**Records shown**
+ + +

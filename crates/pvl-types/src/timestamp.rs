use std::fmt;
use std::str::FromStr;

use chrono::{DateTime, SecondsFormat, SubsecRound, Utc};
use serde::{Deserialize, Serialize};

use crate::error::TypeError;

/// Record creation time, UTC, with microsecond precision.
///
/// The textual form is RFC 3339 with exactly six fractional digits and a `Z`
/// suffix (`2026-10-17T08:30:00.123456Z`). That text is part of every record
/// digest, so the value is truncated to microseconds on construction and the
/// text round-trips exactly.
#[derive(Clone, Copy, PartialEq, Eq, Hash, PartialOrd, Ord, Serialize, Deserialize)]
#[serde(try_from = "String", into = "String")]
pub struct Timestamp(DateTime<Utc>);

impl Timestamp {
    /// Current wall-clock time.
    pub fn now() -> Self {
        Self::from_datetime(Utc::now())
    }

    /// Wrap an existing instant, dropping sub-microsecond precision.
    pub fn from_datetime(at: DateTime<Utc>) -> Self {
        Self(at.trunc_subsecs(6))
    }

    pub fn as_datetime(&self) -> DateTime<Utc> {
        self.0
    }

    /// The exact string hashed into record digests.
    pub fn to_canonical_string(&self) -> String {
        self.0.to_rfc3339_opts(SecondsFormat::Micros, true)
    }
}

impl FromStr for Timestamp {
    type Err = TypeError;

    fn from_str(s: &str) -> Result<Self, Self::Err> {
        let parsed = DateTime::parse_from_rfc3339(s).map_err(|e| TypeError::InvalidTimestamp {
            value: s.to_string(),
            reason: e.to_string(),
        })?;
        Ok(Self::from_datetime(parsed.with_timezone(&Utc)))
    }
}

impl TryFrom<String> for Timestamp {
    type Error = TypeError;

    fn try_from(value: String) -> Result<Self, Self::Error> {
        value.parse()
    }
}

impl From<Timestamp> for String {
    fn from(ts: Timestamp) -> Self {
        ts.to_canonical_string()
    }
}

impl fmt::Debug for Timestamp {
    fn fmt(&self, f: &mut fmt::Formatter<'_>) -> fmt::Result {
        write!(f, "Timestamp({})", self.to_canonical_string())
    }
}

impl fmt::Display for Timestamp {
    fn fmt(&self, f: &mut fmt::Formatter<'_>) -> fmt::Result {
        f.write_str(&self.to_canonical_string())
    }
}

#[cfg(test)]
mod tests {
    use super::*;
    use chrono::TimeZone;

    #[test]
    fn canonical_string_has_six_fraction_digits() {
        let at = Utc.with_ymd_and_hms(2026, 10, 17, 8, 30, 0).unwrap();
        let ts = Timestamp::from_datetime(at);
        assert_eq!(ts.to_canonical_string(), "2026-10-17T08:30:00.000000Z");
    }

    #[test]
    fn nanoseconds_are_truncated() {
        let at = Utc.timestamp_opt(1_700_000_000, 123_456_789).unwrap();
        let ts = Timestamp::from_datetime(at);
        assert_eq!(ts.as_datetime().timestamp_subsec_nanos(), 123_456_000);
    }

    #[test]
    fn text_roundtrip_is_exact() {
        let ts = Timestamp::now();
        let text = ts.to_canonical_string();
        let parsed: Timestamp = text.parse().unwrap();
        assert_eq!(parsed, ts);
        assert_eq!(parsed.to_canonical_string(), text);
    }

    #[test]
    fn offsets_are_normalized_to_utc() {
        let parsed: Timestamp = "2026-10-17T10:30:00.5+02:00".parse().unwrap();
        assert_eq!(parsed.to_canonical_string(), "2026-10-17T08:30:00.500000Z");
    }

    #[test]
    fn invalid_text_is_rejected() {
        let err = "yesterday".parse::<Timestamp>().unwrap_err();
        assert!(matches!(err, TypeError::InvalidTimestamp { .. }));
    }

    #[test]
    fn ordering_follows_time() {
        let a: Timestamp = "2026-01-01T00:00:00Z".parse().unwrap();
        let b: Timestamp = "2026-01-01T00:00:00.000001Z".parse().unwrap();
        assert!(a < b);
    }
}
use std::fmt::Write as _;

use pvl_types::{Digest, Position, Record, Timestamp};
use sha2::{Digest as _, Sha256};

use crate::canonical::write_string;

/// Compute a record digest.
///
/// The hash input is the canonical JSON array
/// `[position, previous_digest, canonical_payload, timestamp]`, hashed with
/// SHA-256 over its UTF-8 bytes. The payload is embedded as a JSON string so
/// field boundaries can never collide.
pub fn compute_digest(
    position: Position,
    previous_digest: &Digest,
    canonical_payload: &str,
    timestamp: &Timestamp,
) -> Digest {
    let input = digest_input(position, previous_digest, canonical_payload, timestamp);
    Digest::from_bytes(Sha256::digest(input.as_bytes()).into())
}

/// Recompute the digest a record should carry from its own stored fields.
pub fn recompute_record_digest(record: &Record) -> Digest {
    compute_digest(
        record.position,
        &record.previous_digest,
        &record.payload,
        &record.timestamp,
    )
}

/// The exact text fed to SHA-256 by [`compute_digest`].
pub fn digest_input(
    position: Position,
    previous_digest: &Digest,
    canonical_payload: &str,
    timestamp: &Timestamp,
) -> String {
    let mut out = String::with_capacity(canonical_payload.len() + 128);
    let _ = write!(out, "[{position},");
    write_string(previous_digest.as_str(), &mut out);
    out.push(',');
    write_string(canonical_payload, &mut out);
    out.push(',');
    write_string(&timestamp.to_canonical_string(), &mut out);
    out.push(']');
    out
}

+ + +

**Task statement**
The first line of the entries, the line with "pub fn from_datetime(at: DateTime<Utc>)", and every line between them should be retyped exactly, and nothing else.

**Solution to this problem**
filename crates/pvl-types/src/timestamp.rs
use std::fmt;
use std::str::FromStr;

use chrono::{DateTime, SecondsFormat, SubsecRound, Utc};
use serde::{Deserialize, Serialize};

use crate::error::TypeError;

/// Record creation time, UTC, with microsecond precision.
///
/// The textual form is RFC 3339 with exactly six fractional digits and a `Z`
/// suffix (`2026-10-17T08:30:00.123456Z`). That text is part of every record
/// digest, so the value is truncated to microseconds on construction and the
/// text round-trips exactly.
#[derive(Clone, Copy, PartialEq, Eq, Hash, PartialOrd, Ord, Serialize, Deserialize)]
#[serde(try_from = "String", into = "String")]
pub struct Timestamp(DateTime<Utc>);

impl Timestamp {
    /// Current wall-clock time.
    pub fn now() -> Self {
        Self::from_datetime(Utc::now())
    }

    /// Wrap an existing instant, dropping sub-microsecond precision.
    pub fn from_datetime(at: DateTime<Utc>) -> Self {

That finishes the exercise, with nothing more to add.